** Opening MATERIAL PROVIDED block **
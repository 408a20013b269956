//! Configuration layer: typed settings with layered precedence (file → env → CLI).

mod cli;

use std::{
    net::SocketAddr,
    num::NonZeroU64,
    path::PathBuf,
    str::FromStr,
    time::Duration,
};

use clap::Parser;
use config::{Config, Environment, File};
use serde::Deserialize;
use thiserror::Error;
use tracing::level_filters::LevelFilter;

pub use cli::{
    CliArgs, Command, CompileArgs, CompileOverrides, EnginesArgs, LoggingOverrides, ServeArgs,
    ServeOverrides, StorageOverrides,
};

use crate::{application::compile::CompileOptions, domain::engine::EngineChoice};

const DEFAULT_CONFIG_BASENAME: &str = "config/default";
const LOCAL_CONFIG_BASENAME: &str = "offtex";
const DEFAULT_HOST: &str = "127.0.0.1";
const DEFAULT_PORT: u16 = 5000;
const DEFAULT_MAX_REQUEST_BYTES: u64 = 16 * 1024 * 1024;
const DEFAULT_DOCUMENTS_DIR: &str = "tex_files";
const DEFAULT_ARTIFACTS_DIR: &str = "pdf_output";
const DEFAULT_COMPILE_TIMEOUT_SECS: u64 = 60;

/// Fully-resolved settings after precedence resolution and validation.
#[derive(Debug, Clone)]
pub struct Settings {
    pub server: ServerSettings,
    pub logging: LoggingSettings,
    pub storage: StorageSettings,
    pub compile: CompileSettings,
}

#[derive(Debug, Clone)]
pub struct ServerSettings {
    pub addr: SocketAddr,
    pub max_request_bytes: NonZeroU64,
}

#[derive(Debug, Clone)]
pub struct LoggingSettings {
    pub level: LevelFilter,
    pub format: LogFormat,
}

#[derive(Debug, Clone, Copy)]
pub enum LogFormat {
    Json,
    Compact,
}

#[derive(Debug, Clone)]
pub struct StorageSettings {
    pub documents_dir: PathBuf,
    pub artifacts_dir: PathBuf,
}

#[derive(Debug, Clone)]
pub struct CompileSettings {
    pub timeout: Duration,
    pub serialize_per_document: bool,
    pub search_dirs: Vec<PathBuf>,
    pub default_engine: EngineChoice,
}

impl From<&CompileSettings> for CompileOptions {
    fn from(settings: &CompileSettings) -> Self {
        Self {
            timeout: settings.timeout,
            default_engine: settings.default_engine,
            serialize_per_document: settings.serialize_per_document,
        }
    }
}

#[derive(Debug, Error)]
pub enum LoadError {
    #[error("failed to build configuration: {0}")]
    Build(#[from] config::ConfigError),
    #[error("invalid configuration for `{key}`: {reason}")]
    Invalid { key: &'static str, reason: String },
}

impl LoadError {
    fn invalid(key: &'static str, reason: impl Into<String>) -> Self {
        Self::Invalid {
            key,
            reason: reason.into(),
        }
    }
}

/// Load settings using the configured precedence (file → environment → CLI).
pub fn load(cli: &CliArgs) -> Result<Settings, LoadError> {
    let mut builder = Config::builder()
        .add_source(File::with_name(DEFAULT_CONFIG_BASENAME).required(false))
        .add_source(File::with_name(LOCAL_CONFIG_BASENAME).required(false));

    if let Some(path) = cli.config_file.as_ref() {
        builder = builder.add_source(File::from(path.as_path()).required(true));
    }

    builder = builder.add_source(Environment::with_prefix("OFFTEX").separator("__"));

    let mut raw: RawSettings = builder.build()?.try_deserialize()?;

    match cli.command.as_ref() {
        Some(Command::Serve(args)) => raw.apply_serve_overrides(&args.overrides),
        Some(Command::Compile(args)) => {
            raw.apply_logging_overrides(&args.logging);
            raw.apply_storage_overrides(&args.storage);
            raw.apply_compile_overrides(&args.compile);
        }
        Some(Command::Engines(args)) => {
            raw.apply_logging_overrides(&args.logging);
            raw.apply_compile_overrides(&args.compile);
        }
        None => raw.apply_serve_overrides(&ServeOverrides::default()),
    }

    Settings::from_raw(raw)
}

#[derive(Debug, Clone, Deserialize, Default)]
#[serde(default)]
struct RawSettings {
    server: RawServerSettings,
    logging: RawLoggingSettings,
    storage: RawStorageSettings,
    compile: RawCompileSettings,
}

impl RawSettings {
    fn apply_serve_overrides(&mut self, overrides: &ServeOverrides) {
        if let Some(host) = overrides.server_host.as_ref() {
            self.server.host = Some(host.clone());
        }
        if let Some(port) = overrides.server_port {
            self.server.port = Some(port);
        }
        if let Some(limit) = overrides.server_max_request_bytes {
            self.server.max_request_bytes = Some(limit);
        }

        self.apply_logging_overrides(&overrides.logging);
        self.apply_storage_overrides(&overrides.storage);
        self.apply_compile_overrides(&overrides.compile);
    }

    fn apply_logging_overrides(&mut self, overrides: &LoggingOverrides) {
        if let Some(level) = overrides.log_level.as_ref() {
            self.logging.level = Some(level.clone());
        }
        if let Some(json) = overrides.log_json {
            self.logging.json = Some(json);
        }
    }

    fn apply_storage_overrides(&mut self, overrides: &StorageOverrides) {
        if let Some(dir) = overrides.documents_dir.as_ref() {
            self.storage.documents_dir = Some(dir.clone());
        }
        if let Some(dir) = overrides.artifacts_dir.as_ref() {
            self.storage.artifacts_dir = Some(dir.clone());
        }
    }

    fn apply_compile_overrides(&mut self, overrides: &CompileOverrides) {
        if let Some(seconds) = overrides.timeout_seconds {
            self.compile.timeout_seconds = Some(seconds);
        }
        if let Some(serialize) = overrides.serialize_per_document {
            self.compile.serialize_per_document = Some(serialize);
        }
        if !overrides.search_dirs.is_empty() {
            self.compile.search_dirs = Some(overrides.search_dirs.clone());
        }
        if let Some(engine) = overrides.default_engine.as_ref() {
            self.compile.default_engine = Some(engine.clone());
        }
    }
}

impl Settings {
    fn from_raw(raw: RawSettings) -> Result<Self, LoadError> {
        let RawSettings {
            server,
            logging,
            storage,
            compile,
        } = raw;

        Ok(Self {
            server: build_server_settings(server)?,
            logging: build_logging_settings(logging)?,
            storage: build_storage_settings(storage)?,
            compile: build_compile_settings(compile)?,
        })
    }
}

fn build_server_settings(server: RawServerSettings) -> Result<ServerSettings, LoadError> {
    let host = server.host.unwrap_or_else(|| DEFAULT_HOST.to_string());
    let port = server.port.unwrap_or(DEFAULT_PORT);
    if port == 0 {
        return Err(LoadError::invalid(
            "server.port",
            "port must be greater than zero",
        ));
    }
    let addr = parse_socket_addr(&host, port)
        .map_err(|reason| LoadError::invalid("server.addr", reason))?;

    let max_request_bytes_value = server
        .max_request_bytes
        .unwrap_or(DEFAULT_MAX_REQUEST_BYTES);
    let max_request_bytes = NonZeroU64::new(max_request_bytes_value).ok_or_else(|| {
        LoadError::invalid("server.max_request_bytes", "must be greater than zero")
    })?;
    usize::try_from(max_request_bytes_value).map_err(|_| {
        LoadError::invalid(
            "server.max_request_bytes",
            "value exceeds supported range for usize",
        )
    })?;

    Ok(ServerSettings {
        addr,
        max_request_bytes,
    })
}

fn build_logging_settings(logging: RawLoggingSettings) -> Result<LoggingSettings, LoadError> {
    let level = match logging.level {
        Some(level) => LevelFilter::from_str(level.as_str()).map_err(|err| {
            LoadError::invalid("logging.level", format!("failed to parse: {err}"))
        })?,
        None => LevelFilter::INFO,
    };

    let format = if logging.json.unwrap_or(false) {
        LogFormat::Json
    } else {
        LogFormat::Compact
    };

    Ok(LoggingSettings { level, format })
}

fn build_storage_settings(storage: RawStorageSettings) -> Result<StorageSettings, LoadError> {
    let documents_dir = storage
        .documents_dir
        .unwrap_or_else(|| PathBuf::from(DEFAULT_DOCUMENTS_DIR));
    if documents_dir.as_os_str().is_empty() {
        return Err(LoadError::invalid(
            "storage.documents_dir",
            "path must not be empty",
        ));
    }

    let artifacts_dir = storage
        .artifacts_dir
        .unwrap_or_else(|| PathBuf::from(DEFAULT_ARTIFACTS_DIR));
    if artifacts_dir.as_os_str().is_empty() {
        return Err(LoadError::invalid(
            "storage.artifacts_dir",
            "path must not be empty",
        ));
    }

    Ok(StorageSettings {
        documents_dir,
        artifacts_dir,
    })
}

fn build_compile_settings(compile: RawCompileSettings) -> Result<CompileSettings, LoadError> {
    let timeout_seconds = compile
        .timeout_seconds
        .unwrap_or(DEFAULT_COMPILE_TIMEOUT_SECS);
    if timeout_seconds == 0 {
        return Err(LoadError::invalid(
            "compile.timeout_seconds",
            "must be greater than zero",
        ));
    }

    let default_engine = match compile.default_engine {
        Some(name) => name
            .parse::<EngineChoice>()
            .map_err(|err| LoadError::invalid("compile.default_engine", err.to_string()))?,
        None => EngineChoice::default(),
    };

    let search_dirs = compile.search_dirs.unwrap_or_default();
    if search_dirs.iter().any(|dir| dir.as_os_str().is_empty()) {
        return Err(LoadError::invalid(
            "compile.search_dirs",
            "entries must not be empty",
        ));
    }

    Ok(CompileSettings {
        timeout: Duration::from_secs(timeout_seconds),
        serialize_per_document: compile.serialize_per_document.unwrap_or(true),
        search_dirs,
        default_engine,
    })
}

#[derive(Debug, Clone, Deserialize, Default)]
#[serde(default)]
struct RawServerSettings {
    host: Option<String>,
    port: Option<u16>,
    max_request_bytes: Option<u64>,
}

#[derive(Debug, Clone, Deserialize, Default)]
#[serde(default)]
struct RawLoggingSettings {
    level: Option<String>,
    json: Option<bool>,
}

#[derive(Debug, Clone, Deserialize, Default)]
#[serde(default)]
struct RawStorageSettings {
    documents_dir: Option<PathBuf>,
    artifacts_dir: Option<PathBuf>,
}

#[derive(Debug, Clone, Deserialize, Default)]
#[serde(default)]
struct RawCompileSettings {
    timeout_seconds: Option<u64>,
    serialize_per_document: Option<bool>,
    search_dirs: Option<Vec<PathBuf>>,
    default_engine: Option<String>,
}

fn parse_socket_addr(host: &str, port: u16) -> Result<SocketAddr, String> {
    let candidate = format!("{host}:{port}");
    candidate
        .parse()
        .map_err(|err| format!("invalid address `{candidate}`: {err}"))
}

/// Resolve configuration using the supplied CLI arguments, returning both for downstream use.
pub fn load_with_cli() -> Result<(CliArgs, Settings), LoadError> {
    let args = CliArgs::parse();
    let settings = load(&args)?;
    Ok((args, settings))
}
** Closing MATERIAL PROVIDED block **
Copy each line of the data that contains the word "const".

THE ANSWER:
const DEFAULT_CONFIG_BASENAME: &str = "config/default";
const LOCAL_CONFIG_BASENAME: &str = "offtex";
const DEFAULT_HOST: &str = "127.0.0.1";
const DEFAULT_PORT: u16 = 5000;
const DEFAULT_MAX_REQUEST_BYTES: u64 = 16 * 1024 * 1024;
const DEFAULT_DOCUMENTS_DIR: &str = "tex_files";
const DEFAULT_ARTIFACTS_DIR: &str = "pdf_output";
const DEFAULT_COMPILE_TIMEOUT_SECS: u64 = 60;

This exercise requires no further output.